Duffy's "Maximum Security" to Exhibit at the Visual Arts Center of New Jersey

Elizabeth Duffy

The work of Elizabeth Duffy, Associate Professor of Art and University Core Professor, was featured in a major exhibition, “Maximum Security” at the Visual Arts Center of New Jersey from April 17-June 26, 2016, curated by Mary Birmingham, which also included an Artist's Talk by Duffy. 

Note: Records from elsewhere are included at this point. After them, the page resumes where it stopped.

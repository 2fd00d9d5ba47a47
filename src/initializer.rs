use crate::*;

/// Способ начальной установки смещений (для слоя) и весов (для коннектора)
#[derive(Clone, Copy, Debug, PartialEq, Serialize, Deserialize)]
pub enum Initializer {
    /// Все значения = 0
    Zero,
    /// Все значения = c
    Constant(f64),
    /// Независимые равномерные значения из [min, max]
    Random { min: f64, max: f64 },
    /// Случайный вектор единичной длины
    NormalizedRandom,
    /// Инициализация Нгуена-Уидроу
    NguyenWidrow { output_range: f64 },
}

impl Default for Initializer {
    fn default() -> Self {
        Initializer::NguyenWidrow { output_range: 1.0 }
    }
}

impl Initializer {
    /// Равномерное распределение с проверкой границ
    pub fn uniform(min: f64, max: f64) -> Result<Self> {
        let initializer = Initializer::Random { min, max };
        initializer.validate()?;
        Ok(initializer)
    }

    pub fn validate(&self) -> Result<()> {
        match *self {
            Initializer::Zero | Initializer::NormalizedRandom => Ok(()),
            Initializer::Constant(c) if c.is_finite() => Ok(()),
            Initializer::Constant(_) => Err(NetworkError::validation("constant is not a finite number")),
            Initializer::Random { min, max } => {
                if !(min.is_finite() && max.is_finite()) || min > max {
                    return Err(NetworkError::validation(format!(
                        "invalid random range [{min}, {max}]"
                    )));
                }
                Ok(())
            }
            Initializer::NguyenWidrow { output_range } => {
                if !output_range.is_finite() || output_range <= 0.0 {
                    return Err(NetworkError::validation("output range should be positive"));
                }
                Ok(())
            }
        }
    }

    /// Смещения нейронов слоя
    pub fn initialize_layer(&self, graph: &mut Graph, layer: LayerId, rng: &mut dyn RngCore) -> Result<()> {
        self.validate()?;
        let neurons = graph.layer(layer)?.neurons();
        let count = neurons.len();
        let biases: Vec<f64> = match *self {
            Initializer::Zero => vec![0.0; count],
            Initializer::Constant(c) => vec![c; count],
            Initializer::Random { min, max } => (0..count).map(|_| rng.gen_range(min..=max)).collect(),
            Initializer::NormalizedRandom => random_vector(rng, count, 1.0),
            Initializer::NguyenWidrow { output_range } => {
                //сумма нейронов всех слоёв, куда ведёт этот слой
                let hidden: usize = graph
                    .layer(layer)?
                    .target_connectors()
                    .iter()
                    .map(|&c| graph.connector(c).and_then(|c| graph.layer(c.target_layer())))
                    .map_ok(|l| l.neuron_count())
                    .sum::<Result<usize>>()?;
                let factor = nguyen_widrow_factor(count, hidden, output_range);
                (0..count).map(|_| rng.gen_range(-factor..=factor)).collect()
            }
        };
        for (neuron, bias) in neurons.zip_eq(biases) {
            graph.neurons[neuron].bias = bias;
        }
        Ok(())
    }

    /// Веса синапсов коннектора
    pub fn initialize_connector(&self, graph: &mut Graph, connector: ConnectorId, rng: &mut dyn RngCore) -> Result<()> {
        self.validate()?;
        let (synapses, source, target) = {
            let c = graph.connector(connector)?;
            (c.synapses(), c.source_layer(), c.target_layer())
        };
        match *self {
            Initializer::Zero | Initializer::Constant(_) => {
                let c = if let Initializer::Constant(c) = *self { c } else { 0.0 };
                for s in synapses {
                    graph.synapses[s].weight = c;
                }
            }
            Initializer::Random { min, max } => {
                for s in synapses {
                    graph.synapses[s].weight = rng.gen_range(min..=max);
                }
            }
            Initializer::NormalizedRandom => {
                let weights = random_vector(rng, synapses.len(), 1.0);
                for (s, w) in synapses.zip_eq(weights) {
                    graph.synapses[s].weight = w;
                }
            }
            Initializer::NguyenWidrow { output_range } => {
                let inputs = graph.layer(source)?.neuron_count();
                let targets = graph.layer(target)?.neurons();
                let factor = nguyen_widrow_factor(inputs, targets.len(), output_range);
                //для каждого целевого нейрона свой вектор в порядке его входных синапсов
                for neuron in targets {
                    let own: Vec<usize> = graph.source_synapses_of(neuron, connector)?.collect();
                    let weights = random_vector(rng, own.len(), factor);
                    for (s, w) in own.into_iter().zip_eq(weights) {
                        graph.synapses[s].weight = w;
                    }
                }
            }
        }
        Ok(())
    }
}

/// 0.7 * hidden^(1/input) / output_range
pub fn nguyen_widrow_factor(input_neurons: usize, hidden_neurons: usize, output_range: f64) -> f64 {
    0.7 * (hidden_neurons as f64).powf(1.0 / input_neurons as f64) / output_range
}

/// Равномерный случайный вектор, растянутый до длины `magnitude`
pub fn random_vector(rng: &mut dyn RngCore, size: usize, magnitude: f64) -> Vec<f64> {
    let v: Vec<f64> = (0..size).map(|_| rng.gen_range(-1.0..1.0)).collect();
    let norm = v.iter().map(|x| x * x).sum::<f64>().sqrt();
    if norm == 0.0 {
        return v;
    }
    v.into_iter().map(|x| x * magnitude / norm).collect()
}
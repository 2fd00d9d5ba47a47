use crate::*;

/// Многослойный персептрон: линейный вход, сигмоидные скрытые и выходной слои,
/// соседние слои соединены каждый с каждым.
#[derive(Clone, Debug)]
pub struct Perceptron {
    network: Network,
}

impl Perceptron {
    /// `sizes[0]` - входы, `sizes[last]` - выходы, между ними скрытые слои
    pub fn new(sizes: &[usize], rng: &mut dyn RngCore) -> Result<Self> {
        if sizes.len() < 2 {
            return Err(NetworkError::validation(
                "perceptron needs at least input and output sizes",
            ));
        }
        let mut graph = Graph::new();
        let input = graph.add_layer(LayerTopology::linear(sizes[0]))?;
        let mut previous = input;
        for &hidden in &sizes[1..sizes.len() - 1] {
            let layer = graph.add_layer(LayerTopology::sigmoid(hidden))?;
            graph.connect(previous, layer, ConnectionMode::AllToAll)?;
            previous = layer;
        }
        let output = graph.add_layer(LayerTopology::sigmoid(sizes[sizes.len() - 1]))?;
        graph.connect(previous, output, ConnectionMode::AllToAll)?;
        graph.initialize(rng)?;
        info!("perceptron {:?} built", sizes);
        Ok(Self {
            network: Network::new(graph, input, output)?,
        })
    }

    pub fn run(&mut self, input: &[f64]) -> Result<Vec<f64>> {
        self.network.run(input)
    }

    pub fn network(&self) -> &Network {
        &self.network
    }

    pub fn network_mut(&mut self) -> &mut Network {
        &mut self.network
    }

    pub fn into_network(self) -> Network {
        self.network
    }
}

#[cfg(test)]
mod tests {
    use super::*;

    #[test]
    fn layout() {
        let mut rng = ChaCha8Rng::from_seed(Default::default());
        let perceptron = Perceptron::new(&[3, 4, 2, 1], &mut rng).unwrap();
        let graph = perceptron.network().graph();
        let kinds: Vec<_> = graph
            .layer_ids()
            .map(|l| graph.layer(l).unwrap().activation())
            .collect();
        assert_eq!(
            kinds,
            vec![Activation::Linear, Activation::Sigmoid, Activation::Sigmoid, Activation::Sigmoid]
        );
        let synapses: Vec<_> = graph
            .connector_ids()
            .map(|c| graph.connector(c).unwrap().synapse_count())
            .collect();
        assert_eq!(synapses, vec![12, 8, 2]);
        assert_eq!(perceptron.network().input_size(), 3);
        assert_eq!(perceptron.network().output_size(), 1);
        //вход линейный - смещения не инициализируются
        assert!(graph.biases(LayerId(0)).unwrap().iter().all(|&b| b == 0.0));
    }

    #[test]
    fn bad_sizes() {
        let mut rng = ChaCha8Rng::from_seed(Default::default());
        assert!(matches!(Perceptron::new(&[3], &mut rng), Err(NetworkError::Validation(_))));
        assert!(matches!(Perceptron::new(&[3, 0, 1], &mut rng), Err(NetworkError::Validation(_))));
    }

    #[test]
    fn run_output_size() {
        let mut rng = ChaCha8Rng::seed_from_u64(1);
        let mut perceptron = Perceptron::new(&[2, 3, 2], &mut rng).unwrap();
        let out = perceptron.run(&[0.3, -0.7]).unwrap();
        assert_eq!(out.len(), 2);
        assert!(out.iter().all(|&y| y > 0.0 && y < 1.0));
    }
}
use crate::*;

/// Обучаемая сеть: граф и его входной/выходной слои
#[derive(Clone, Debug)]
pub struct Network {
    graph: Graph,
    input_layer: LayerId,
    output_layer: LayerId,
    mean_squared_error: f64,
}

impl Network {
    pub fn new(graph: Graph, input_layer: LayerId, output_layer: LayerId) -> Result<Self> {
        graph.layer(input_layer)?;
        graph.layer(output_layer)?;
        if input_layer == output_layer {
            return Err(NetworkError::configuration("input and output layers should differ"));
        }
        Ok(Self {
            graph,
            input_layer,
            output_layer,
            mean_squared_error: 0.0,
        })
    }

    pub fn graph(&self) -> &Graph {
        &self.graph
    }

    pub fn graph_mut(&mut self) -> &mut Graph {
        &mut self.graph
    }

    pub fn input_layer(&self) -> LayerId {
        self.input_layer
    }

    pub fn output_layer(&self) -> LayerId {
        self.output_layer
    }

    pub fn input_size(&self) -> usize {
        self.graph.layers[self.input_layer.0].neuron_count()
    }

    pub fn output_size(&self) -> usize {
        self.graph.layers[self.output_layer.0].neuron_count()
    }

    /// Среднеквадратичная ошибка последней эпохи
    pub fn mean_squared_error(&self) -> f64 {
        self.mean_squared_error
    }

    /// Прямой проход: вход -> выход
    pub fn run(&mut self, input: &[f64]) -> Result<Vec<f64>> {
        self.graph.set_input(self.input_layer, input)?;
        self.graph.run_all()?;
        self.graph.output(self.output_layer)
    }

    /// Один пример: прямой проход, ошибки, обратный проход, обучение.
    /// Возвращает сумму квадратов ошибок выходного слоя.
    pub fn learn_sample(&mut self, sample: &TrainingSample, iteration: usize, epochs: usize) -> Result<f64> {
        self.run(sample.input())?;
        let squared_error = self.graph.set_errors(self.output_layer, sample.output())?;
        self.graph.evaluate_errors_all()?;
        self.graph.learn_all(iteration, epochs)?;
        Ok(squared_error)
    }

    /// Одна эпоха по всему набору. Возвращает среднюю по примерам сумму квадратов ошибок.
    pub fn learn_epoch(&mut self, set: &TrainingSet, iteration: usize, epochs: usize) -> Result<f64> {
        if set.is_empty() {
            return Err(NetworkError::validation("training set is empty"));
        }
        check_len("training set input", set.input_size(), self.input_size())?;
        check_len("training set output", set.output_size(), self.output_size())?;
        let mut total = 0.0;
        for sample in set.iter() {
            total += self.learn_sample(sample, iteration, epochs)?;
        }
        self.mean_squared_error = total / set.len() as f64;
        Ok(self.mean_squared_error)
    }

    /// Постоянная скорость обучения на всех слоях
    pub fn set_learning_rate(&mut self, rate: f64) -> Result<()> {
        self.set_learning_rate_function(LearningRateFunction::constant(rate))
    }

    /// Скорость обучения, равномерно меняющаяся от initial к final
    pub fn set_learning_rate_range(&mut self, initial: f64, final_rate: f64) -> Result<()> {
        self.set_learning_rate_function(LearningRateFunction::linear(initial, final_rate))
    }

    pub fn set_learning_rate_function(&mut self, function: LearningRateFunction) -> Result<()> {
        if !function.initial_rate().is_finite() || !function.final_rate().is_finite() {
            return Err(NetworkError::validation("learning rate is not a finite number"));
        }
        for id in 0..self.graph.layers.len() {
            self.graph.set_learning_rate(LayerId(id), function)?;
        }
        Ok(())
    }

    pub fn initialize(&mut self, rng: &mut dyn RngCore) -> Result<()> {
        self.graph.initialize(rng)
    }

    /// Шум на веса всех коннекторов
    pub fn jitter(&mut self, limit: f64, rng: &mut dyn RngCore) -> Result<()> {
        for id in 0..self.graph.connectors.len() {
            self.graph.jitter(ConnectorId(id), limit, rng)?;
        }
        Ok(())
    }
}

#[cfg(test)]
mod tests {
    use super::*;

    fn tiny() -> Network {
        let mut graph = Graph::new();
        let input = graph.add_layer(LayerTopology::linear(2)).unwrap();
        let output = graph.add_layer(LayerTopology::sigmoid(1)).unwrap();
        graph.connect(input, output, ConnectionMode::AllToAll).unwrap();
        Network::new(graph, input, output).unwrap()
    }

    #[test]
    fn run_checks_length() {
        let mut network = tiny();
        assert_eq!(network.run(&[0.0, 0.0]).unwrap(), vec![0.5]);
        assert!(matches!(network.run(&[0.0]), Err(NetworkError::Validation(_))));
    }

    #[test]
    fn epoch_reduces_error() {
        let mut network = tiny();
        network.set_learning_rate(0.5).unwrap();
        let set = TrainingSet::from_pairs(2, 1, &[(&[1.0, 0.0], &[1.0]), (&[0.0, 1.0], &[0.0])]).unwrap();
        let first = network.learn_epoch(&set, 0, 50).unwrap();
        let mut last = first;
        for i in 1..50 {
            last = network.learn_epoch(&set, i, 50).unwrap();
        }
        assert!(last < first);
        assert_eq!(network.mean_squared_error(), last);

        let wrong = TrainingSet::from_pairs(3, 1, &[(&[1.0, 0.0, 0.0], &[1.0])]).unwrap();
        assert!(network.learn_epoch(&wrong, 0, 1).is_err());
    }

    #[test]
    fn terminals() {
        let mut graph = Graph::new();
        let a = graph.add_layer(LayerTopology::linear(1)).unwrap();
        assert!(Network::new(graph.clone(), a, a).is_err());
        assert!(Network::new(graph, a, LayerId(3)).is_err());
    }
}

The exhibition includes six quilts Duffy created in 2015 and 2016, who writes of the work, “Quilts immediately bring to mind ideas of home, comfort and security. As heirlooms, they carry narratives that are otherwise forgotten. Bringing these two seemingly polarizing forms together allows me to highlight the costs borne by societies deeply invested in incarceration. By making works that meld homespun process with information hidden from the public sphere, I am drawing attention to our society’s increasing erosion of private space and our collective comfort in incarcerating a significant percentage of our population.”

Birmingham writes of the work, “…a closer consideration of these objects will lead visitors to question how we define privacy, what we protect, and why. The initial comfort we feel is disrupted by Duffy’s intervention that mixes ideas about public prisons and private spaces. If visitors find the experience somewhat unnerving, that is exactly the point.” Works in the exhibition include Spike Island (2015), P is for Panopticon, Maximum Security Quilt (2016), Riker’s Island (six archival pigment prints); In Memory of Kalief Browder: Maximum Security, Riker’s Island (2016), Values Study: Florence ADS (a, b, c) (2016); Wallpaper 2016.  The Visual Arts Center of New Jersey is supported by the New Jersey State Council on the Arts Department of State, the Will Family Foundation, the Geraldine R. Dodge Foundation, the WJS Foundation, members and donors.